• **Activity**: Write out each line from the data below that includes the word "derive".

==========

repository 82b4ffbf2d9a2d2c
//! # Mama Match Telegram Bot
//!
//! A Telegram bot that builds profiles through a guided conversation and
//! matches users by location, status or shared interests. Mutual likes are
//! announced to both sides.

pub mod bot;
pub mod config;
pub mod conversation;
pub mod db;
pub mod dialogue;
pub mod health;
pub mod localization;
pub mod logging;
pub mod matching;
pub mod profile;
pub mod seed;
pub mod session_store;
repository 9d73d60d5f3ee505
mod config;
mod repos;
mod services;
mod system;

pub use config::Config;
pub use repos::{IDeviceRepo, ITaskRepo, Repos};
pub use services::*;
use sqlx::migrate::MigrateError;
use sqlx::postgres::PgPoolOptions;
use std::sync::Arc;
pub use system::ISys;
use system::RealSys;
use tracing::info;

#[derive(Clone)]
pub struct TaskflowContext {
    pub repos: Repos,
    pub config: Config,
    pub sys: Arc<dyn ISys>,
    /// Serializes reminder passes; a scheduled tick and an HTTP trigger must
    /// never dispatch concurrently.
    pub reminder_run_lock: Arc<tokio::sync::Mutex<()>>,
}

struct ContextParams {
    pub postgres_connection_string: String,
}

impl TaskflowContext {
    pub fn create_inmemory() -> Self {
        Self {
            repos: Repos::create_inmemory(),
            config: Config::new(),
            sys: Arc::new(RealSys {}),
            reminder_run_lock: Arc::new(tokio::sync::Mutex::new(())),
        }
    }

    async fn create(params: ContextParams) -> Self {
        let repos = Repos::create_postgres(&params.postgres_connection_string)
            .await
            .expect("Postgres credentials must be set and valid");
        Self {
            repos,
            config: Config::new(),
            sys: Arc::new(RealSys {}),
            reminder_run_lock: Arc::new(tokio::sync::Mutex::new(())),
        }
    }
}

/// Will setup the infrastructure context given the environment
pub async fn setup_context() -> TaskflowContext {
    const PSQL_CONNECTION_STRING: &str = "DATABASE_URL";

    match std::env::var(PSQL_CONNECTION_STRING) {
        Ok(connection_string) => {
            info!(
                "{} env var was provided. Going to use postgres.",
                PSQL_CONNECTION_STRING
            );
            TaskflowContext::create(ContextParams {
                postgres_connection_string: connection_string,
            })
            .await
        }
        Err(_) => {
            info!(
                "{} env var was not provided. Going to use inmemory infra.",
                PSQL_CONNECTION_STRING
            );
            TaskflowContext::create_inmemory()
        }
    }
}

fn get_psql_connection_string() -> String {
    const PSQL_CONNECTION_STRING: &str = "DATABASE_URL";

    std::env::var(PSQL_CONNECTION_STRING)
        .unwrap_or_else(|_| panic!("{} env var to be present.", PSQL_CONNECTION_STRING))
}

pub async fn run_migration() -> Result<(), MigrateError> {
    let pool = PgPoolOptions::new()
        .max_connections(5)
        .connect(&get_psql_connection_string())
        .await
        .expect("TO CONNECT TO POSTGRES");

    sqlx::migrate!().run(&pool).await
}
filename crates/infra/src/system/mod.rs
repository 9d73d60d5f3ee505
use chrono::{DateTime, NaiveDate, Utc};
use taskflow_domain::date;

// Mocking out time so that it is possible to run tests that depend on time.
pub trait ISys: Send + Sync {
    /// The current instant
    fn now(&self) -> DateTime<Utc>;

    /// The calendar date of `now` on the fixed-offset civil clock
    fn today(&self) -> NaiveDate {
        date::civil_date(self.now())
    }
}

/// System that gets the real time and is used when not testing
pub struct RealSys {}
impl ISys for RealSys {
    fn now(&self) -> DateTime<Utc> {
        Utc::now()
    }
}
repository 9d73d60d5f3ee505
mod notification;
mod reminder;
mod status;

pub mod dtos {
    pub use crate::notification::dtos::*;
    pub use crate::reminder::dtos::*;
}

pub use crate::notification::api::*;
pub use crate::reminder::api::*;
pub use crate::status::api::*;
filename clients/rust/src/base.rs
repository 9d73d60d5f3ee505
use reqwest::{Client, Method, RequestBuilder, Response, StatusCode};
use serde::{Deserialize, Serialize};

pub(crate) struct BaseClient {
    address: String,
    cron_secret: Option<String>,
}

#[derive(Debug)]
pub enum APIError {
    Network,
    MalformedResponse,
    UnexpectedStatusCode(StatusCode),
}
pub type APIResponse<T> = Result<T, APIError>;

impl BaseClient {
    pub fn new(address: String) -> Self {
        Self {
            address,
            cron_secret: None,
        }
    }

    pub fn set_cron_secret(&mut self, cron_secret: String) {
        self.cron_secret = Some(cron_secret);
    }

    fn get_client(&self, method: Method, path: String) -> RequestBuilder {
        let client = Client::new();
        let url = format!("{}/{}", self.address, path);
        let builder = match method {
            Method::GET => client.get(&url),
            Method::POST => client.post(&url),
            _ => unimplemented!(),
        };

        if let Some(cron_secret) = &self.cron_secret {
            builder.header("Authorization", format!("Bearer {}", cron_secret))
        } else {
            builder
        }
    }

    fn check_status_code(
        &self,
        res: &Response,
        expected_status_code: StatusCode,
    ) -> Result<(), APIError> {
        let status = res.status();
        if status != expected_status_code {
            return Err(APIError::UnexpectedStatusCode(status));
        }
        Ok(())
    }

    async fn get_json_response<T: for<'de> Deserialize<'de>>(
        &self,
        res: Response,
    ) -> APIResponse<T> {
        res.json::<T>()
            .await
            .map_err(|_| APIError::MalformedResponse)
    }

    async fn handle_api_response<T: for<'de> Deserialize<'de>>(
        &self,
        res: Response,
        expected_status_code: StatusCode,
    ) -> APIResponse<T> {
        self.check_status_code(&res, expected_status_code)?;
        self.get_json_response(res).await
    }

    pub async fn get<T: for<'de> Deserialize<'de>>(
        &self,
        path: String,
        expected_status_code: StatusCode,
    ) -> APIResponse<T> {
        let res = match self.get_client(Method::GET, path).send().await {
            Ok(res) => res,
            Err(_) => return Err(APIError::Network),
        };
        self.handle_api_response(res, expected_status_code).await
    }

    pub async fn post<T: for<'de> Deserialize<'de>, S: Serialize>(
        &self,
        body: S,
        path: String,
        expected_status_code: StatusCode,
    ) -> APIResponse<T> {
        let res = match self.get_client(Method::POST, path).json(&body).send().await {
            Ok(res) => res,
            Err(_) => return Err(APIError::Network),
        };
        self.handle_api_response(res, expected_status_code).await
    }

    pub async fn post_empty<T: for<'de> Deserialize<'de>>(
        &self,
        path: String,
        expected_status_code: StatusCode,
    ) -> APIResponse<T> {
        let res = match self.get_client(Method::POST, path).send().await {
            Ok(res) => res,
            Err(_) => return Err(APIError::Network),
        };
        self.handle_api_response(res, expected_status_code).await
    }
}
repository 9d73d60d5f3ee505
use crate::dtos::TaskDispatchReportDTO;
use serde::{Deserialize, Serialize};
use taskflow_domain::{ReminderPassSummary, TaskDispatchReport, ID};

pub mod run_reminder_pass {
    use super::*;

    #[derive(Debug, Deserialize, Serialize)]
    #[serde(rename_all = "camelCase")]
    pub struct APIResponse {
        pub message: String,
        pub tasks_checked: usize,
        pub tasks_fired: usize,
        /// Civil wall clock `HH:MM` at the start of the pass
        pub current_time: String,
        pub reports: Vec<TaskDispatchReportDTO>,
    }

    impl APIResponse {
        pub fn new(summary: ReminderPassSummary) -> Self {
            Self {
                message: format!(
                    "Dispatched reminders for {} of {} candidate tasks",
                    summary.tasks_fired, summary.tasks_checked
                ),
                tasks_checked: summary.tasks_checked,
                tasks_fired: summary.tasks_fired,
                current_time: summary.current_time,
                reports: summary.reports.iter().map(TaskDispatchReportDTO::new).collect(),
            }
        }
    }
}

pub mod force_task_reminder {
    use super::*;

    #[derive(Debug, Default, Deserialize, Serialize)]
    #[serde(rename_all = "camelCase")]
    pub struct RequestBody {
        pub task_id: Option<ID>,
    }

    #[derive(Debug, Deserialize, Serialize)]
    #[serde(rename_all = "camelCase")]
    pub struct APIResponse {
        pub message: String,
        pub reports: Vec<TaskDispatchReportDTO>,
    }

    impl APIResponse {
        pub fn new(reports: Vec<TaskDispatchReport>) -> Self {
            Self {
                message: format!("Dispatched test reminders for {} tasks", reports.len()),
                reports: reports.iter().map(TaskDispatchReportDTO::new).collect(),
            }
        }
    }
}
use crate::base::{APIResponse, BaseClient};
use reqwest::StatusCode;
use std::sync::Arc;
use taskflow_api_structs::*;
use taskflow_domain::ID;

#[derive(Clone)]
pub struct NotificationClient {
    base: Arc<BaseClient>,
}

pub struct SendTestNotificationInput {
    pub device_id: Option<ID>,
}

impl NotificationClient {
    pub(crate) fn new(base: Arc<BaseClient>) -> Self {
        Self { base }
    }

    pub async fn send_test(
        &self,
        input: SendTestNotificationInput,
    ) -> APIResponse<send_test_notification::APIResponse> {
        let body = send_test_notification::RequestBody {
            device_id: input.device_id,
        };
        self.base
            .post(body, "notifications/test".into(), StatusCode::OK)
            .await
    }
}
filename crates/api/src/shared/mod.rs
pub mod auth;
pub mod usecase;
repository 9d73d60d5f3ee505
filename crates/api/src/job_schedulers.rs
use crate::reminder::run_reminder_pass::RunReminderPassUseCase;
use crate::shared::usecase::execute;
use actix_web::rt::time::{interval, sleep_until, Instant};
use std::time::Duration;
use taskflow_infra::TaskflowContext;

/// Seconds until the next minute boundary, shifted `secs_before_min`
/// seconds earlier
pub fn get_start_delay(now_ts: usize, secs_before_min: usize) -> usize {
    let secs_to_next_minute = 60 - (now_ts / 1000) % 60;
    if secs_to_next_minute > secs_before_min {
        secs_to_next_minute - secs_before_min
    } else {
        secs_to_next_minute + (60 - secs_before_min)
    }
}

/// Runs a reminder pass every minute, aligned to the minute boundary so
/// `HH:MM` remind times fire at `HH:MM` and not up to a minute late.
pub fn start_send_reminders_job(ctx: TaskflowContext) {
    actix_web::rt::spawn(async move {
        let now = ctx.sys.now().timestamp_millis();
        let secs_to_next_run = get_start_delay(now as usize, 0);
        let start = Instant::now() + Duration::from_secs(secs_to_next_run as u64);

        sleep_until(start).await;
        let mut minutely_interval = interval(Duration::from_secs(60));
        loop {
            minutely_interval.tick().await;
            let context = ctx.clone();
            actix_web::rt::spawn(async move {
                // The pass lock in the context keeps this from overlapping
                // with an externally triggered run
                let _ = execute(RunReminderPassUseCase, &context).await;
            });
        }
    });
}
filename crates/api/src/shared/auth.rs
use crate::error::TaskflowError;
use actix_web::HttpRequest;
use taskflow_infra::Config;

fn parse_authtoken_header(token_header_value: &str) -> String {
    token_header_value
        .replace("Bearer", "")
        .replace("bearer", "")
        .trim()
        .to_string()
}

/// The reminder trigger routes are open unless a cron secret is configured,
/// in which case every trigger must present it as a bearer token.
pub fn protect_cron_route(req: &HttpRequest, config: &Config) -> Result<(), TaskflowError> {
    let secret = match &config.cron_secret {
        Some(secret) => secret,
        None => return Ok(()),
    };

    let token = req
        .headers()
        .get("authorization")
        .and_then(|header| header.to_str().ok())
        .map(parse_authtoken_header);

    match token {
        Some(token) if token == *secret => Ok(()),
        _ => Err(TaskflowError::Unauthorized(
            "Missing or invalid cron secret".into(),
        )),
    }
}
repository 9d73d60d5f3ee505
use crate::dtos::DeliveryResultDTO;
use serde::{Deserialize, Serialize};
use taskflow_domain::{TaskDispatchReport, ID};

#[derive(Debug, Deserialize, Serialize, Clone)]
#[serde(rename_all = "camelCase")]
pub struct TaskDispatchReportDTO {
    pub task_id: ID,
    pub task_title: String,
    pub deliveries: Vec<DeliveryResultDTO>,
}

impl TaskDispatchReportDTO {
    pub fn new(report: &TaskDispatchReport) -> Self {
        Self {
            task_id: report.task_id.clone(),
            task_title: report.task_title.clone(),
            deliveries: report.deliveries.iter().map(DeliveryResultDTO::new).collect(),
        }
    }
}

==========

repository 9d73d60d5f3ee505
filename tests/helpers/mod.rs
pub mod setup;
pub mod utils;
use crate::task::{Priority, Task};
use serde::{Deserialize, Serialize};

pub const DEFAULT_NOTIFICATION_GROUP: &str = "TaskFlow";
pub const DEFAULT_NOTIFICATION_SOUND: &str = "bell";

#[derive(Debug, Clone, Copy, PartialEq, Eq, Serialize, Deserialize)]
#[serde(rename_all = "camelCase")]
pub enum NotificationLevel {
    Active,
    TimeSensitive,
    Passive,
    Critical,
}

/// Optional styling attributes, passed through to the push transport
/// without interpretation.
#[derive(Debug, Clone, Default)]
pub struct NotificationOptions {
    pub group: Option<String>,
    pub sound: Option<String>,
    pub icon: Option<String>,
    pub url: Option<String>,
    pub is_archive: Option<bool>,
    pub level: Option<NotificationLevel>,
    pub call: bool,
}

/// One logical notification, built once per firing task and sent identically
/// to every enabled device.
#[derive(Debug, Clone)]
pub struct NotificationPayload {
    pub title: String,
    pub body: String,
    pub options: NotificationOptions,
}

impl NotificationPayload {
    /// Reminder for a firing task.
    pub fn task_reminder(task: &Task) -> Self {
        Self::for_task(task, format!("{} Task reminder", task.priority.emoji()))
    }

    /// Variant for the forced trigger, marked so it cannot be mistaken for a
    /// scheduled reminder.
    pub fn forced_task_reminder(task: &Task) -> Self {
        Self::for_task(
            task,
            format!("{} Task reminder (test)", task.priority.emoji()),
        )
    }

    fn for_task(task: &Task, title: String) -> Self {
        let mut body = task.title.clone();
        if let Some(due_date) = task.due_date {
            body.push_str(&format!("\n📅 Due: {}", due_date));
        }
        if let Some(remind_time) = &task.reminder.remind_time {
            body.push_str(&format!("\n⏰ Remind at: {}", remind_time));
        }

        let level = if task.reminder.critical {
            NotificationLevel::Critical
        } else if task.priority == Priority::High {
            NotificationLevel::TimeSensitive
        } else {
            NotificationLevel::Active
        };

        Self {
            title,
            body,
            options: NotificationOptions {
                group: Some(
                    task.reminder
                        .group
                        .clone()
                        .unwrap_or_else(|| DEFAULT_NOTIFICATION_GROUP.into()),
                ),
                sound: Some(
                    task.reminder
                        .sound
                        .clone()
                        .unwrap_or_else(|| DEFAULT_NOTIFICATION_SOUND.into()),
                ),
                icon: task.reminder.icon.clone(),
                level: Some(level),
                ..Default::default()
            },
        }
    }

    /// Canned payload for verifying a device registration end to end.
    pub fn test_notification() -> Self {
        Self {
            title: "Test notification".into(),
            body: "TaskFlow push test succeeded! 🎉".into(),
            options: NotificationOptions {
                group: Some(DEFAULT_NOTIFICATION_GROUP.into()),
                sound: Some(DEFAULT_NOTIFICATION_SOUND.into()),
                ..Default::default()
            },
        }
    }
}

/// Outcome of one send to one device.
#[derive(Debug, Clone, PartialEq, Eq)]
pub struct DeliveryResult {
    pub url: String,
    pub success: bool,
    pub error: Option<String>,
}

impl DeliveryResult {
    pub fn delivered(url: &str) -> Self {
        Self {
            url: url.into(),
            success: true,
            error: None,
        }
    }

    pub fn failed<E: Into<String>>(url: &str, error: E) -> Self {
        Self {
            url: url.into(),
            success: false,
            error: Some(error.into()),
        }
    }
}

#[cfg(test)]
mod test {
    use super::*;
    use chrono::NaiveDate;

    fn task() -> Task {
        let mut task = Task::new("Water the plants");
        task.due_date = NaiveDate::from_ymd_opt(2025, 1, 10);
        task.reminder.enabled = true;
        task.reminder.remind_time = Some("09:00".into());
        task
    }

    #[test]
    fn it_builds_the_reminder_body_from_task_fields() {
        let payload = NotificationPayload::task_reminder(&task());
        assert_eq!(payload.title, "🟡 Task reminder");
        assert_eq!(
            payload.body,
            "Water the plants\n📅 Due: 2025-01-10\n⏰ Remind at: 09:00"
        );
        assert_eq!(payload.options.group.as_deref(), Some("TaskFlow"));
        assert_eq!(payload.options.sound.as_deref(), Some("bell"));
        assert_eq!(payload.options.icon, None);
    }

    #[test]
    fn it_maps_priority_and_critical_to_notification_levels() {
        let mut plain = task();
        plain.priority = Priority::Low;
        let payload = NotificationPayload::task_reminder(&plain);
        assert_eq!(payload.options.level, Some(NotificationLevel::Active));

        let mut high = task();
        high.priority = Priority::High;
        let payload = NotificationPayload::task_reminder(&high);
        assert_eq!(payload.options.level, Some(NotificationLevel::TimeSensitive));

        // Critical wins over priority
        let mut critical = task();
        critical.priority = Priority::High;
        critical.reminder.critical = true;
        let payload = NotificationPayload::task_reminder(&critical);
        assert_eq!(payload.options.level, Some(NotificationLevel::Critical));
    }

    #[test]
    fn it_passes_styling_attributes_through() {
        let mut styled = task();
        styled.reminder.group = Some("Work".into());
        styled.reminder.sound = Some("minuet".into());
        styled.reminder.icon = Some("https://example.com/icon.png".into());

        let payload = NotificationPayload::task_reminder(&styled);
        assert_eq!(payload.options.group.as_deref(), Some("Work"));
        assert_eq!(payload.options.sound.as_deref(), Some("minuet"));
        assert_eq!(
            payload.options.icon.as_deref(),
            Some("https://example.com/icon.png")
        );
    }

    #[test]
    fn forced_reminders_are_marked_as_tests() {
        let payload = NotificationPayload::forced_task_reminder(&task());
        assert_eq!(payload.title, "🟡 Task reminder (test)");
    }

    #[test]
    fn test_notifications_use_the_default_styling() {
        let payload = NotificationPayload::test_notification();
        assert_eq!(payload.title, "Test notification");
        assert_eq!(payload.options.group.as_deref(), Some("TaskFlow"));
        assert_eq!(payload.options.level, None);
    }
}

==========

• **Task output**:
#[derive(Clone)]
#[derive(Debug)]
    #[derive(Debug, Deserialize, Serialize)]
    #[derive(Debug, Default, Deserialize, Serialize)]
    #[derive(Debug, Deserialize, Serialize)]
#[derive(Clone)]
#[derive(Debug, Deserialize, Serialize, Clone)]
#[derive(Debug, Clone, Copy, PartialEq, Eq, Serialize, Deserialize)]
#[derive(Debug, Clone, Default)]
#[derive(Debug, Clone)]
#[derive(Debug, Clone, PartialEq, Eq)]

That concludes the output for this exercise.